**What this task involves:** Take the data below and filter it for lines containing the word "RawRule"; show each line found.

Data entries
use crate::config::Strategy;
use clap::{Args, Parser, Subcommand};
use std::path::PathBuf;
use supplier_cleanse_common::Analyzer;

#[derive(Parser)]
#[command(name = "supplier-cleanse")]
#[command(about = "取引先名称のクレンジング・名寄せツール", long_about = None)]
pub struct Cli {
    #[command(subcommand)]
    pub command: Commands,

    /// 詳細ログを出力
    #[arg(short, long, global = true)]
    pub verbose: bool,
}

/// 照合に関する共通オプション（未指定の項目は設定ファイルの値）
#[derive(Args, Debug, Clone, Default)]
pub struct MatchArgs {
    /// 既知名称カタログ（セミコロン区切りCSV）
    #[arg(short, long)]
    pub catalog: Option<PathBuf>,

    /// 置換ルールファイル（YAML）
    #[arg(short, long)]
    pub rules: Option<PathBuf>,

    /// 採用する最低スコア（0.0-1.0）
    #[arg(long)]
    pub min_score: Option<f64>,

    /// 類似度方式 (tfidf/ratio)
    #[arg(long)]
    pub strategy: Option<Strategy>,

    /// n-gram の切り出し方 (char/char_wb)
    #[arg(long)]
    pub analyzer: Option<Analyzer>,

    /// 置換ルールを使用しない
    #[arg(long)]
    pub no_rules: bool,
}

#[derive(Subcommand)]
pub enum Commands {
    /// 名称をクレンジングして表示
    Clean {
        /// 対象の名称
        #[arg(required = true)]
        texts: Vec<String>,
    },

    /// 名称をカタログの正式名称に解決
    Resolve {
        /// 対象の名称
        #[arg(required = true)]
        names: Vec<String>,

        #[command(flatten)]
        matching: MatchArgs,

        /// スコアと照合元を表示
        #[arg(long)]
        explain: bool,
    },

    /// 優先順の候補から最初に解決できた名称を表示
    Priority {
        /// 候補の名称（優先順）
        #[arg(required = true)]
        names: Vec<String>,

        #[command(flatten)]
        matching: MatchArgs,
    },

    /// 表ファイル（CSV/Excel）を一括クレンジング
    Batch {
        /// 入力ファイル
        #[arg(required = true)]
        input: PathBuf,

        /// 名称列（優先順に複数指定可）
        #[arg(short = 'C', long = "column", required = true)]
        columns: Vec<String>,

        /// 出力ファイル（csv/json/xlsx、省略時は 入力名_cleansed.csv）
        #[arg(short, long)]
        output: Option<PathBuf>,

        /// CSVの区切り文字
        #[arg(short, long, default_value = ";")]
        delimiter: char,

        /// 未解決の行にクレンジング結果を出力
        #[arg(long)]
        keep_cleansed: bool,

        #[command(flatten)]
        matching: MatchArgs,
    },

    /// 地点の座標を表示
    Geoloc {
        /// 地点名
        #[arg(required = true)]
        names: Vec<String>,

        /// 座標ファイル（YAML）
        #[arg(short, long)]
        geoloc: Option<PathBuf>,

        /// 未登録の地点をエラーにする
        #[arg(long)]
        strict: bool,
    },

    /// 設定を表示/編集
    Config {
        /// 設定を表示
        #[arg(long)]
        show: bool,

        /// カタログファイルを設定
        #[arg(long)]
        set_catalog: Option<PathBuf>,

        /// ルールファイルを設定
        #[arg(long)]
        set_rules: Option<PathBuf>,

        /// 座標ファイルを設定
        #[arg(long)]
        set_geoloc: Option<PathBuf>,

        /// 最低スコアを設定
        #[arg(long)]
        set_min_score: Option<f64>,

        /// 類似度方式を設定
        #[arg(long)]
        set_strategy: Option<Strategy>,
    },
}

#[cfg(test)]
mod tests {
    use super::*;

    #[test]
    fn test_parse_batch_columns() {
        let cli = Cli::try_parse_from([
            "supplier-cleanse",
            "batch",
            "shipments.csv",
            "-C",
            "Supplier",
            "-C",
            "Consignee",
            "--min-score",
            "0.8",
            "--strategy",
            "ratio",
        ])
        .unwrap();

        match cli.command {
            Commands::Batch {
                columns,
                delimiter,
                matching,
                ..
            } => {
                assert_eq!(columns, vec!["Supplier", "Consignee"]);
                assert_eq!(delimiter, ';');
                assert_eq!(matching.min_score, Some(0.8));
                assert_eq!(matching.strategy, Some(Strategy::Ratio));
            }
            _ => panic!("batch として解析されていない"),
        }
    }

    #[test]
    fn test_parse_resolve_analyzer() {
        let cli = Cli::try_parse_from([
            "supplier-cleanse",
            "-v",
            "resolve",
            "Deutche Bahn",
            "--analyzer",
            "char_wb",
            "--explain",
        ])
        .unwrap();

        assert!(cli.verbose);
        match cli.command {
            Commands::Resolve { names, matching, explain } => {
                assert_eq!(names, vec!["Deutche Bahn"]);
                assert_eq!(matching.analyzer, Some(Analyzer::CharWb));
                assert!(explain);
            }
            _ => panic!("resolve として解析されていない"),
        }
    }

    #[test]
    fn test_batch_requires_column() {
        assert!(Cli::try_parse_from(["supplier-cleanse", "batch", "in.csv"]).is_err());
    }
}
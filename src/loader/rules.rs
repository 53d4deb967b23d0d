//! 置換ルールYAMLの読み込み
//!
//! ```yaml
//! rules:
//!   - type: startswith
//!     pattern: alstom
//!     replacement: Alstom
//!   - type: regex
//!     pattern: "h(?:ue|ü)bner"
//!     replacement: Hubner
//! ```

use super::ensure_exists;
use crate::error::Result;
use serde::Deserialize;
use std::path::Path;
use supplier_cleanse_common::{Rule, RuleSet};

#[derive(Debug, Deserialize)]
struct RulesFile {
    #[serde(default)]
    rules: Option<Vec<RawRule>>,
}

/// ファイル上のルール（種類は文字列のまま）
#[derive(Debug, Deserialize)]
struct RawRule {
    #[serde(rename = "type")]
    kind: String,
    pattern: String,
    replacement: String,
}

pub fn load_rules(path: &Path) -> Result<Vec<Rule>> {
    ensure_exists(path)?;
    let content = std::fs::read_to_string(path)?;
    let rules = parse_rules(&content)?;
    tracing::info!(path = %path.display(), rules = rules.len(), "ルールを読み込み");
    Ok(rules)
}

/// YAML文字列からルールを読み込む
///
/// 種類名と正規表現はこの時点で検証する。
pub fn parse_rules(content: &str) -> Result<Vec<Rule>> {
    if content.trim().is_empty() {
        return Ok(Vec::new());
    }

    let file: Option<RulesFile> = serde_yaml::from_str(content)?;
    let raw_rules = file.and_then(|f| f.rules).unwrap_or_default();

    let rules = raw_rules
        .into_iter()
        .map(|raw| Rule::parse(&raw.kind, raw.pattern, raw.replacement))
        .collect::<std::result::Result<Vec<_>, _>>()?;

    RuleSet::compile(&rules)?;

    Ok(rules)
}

**Problem solution:**
    rules: Option<Vec<RawRule>>,
struct RawRule {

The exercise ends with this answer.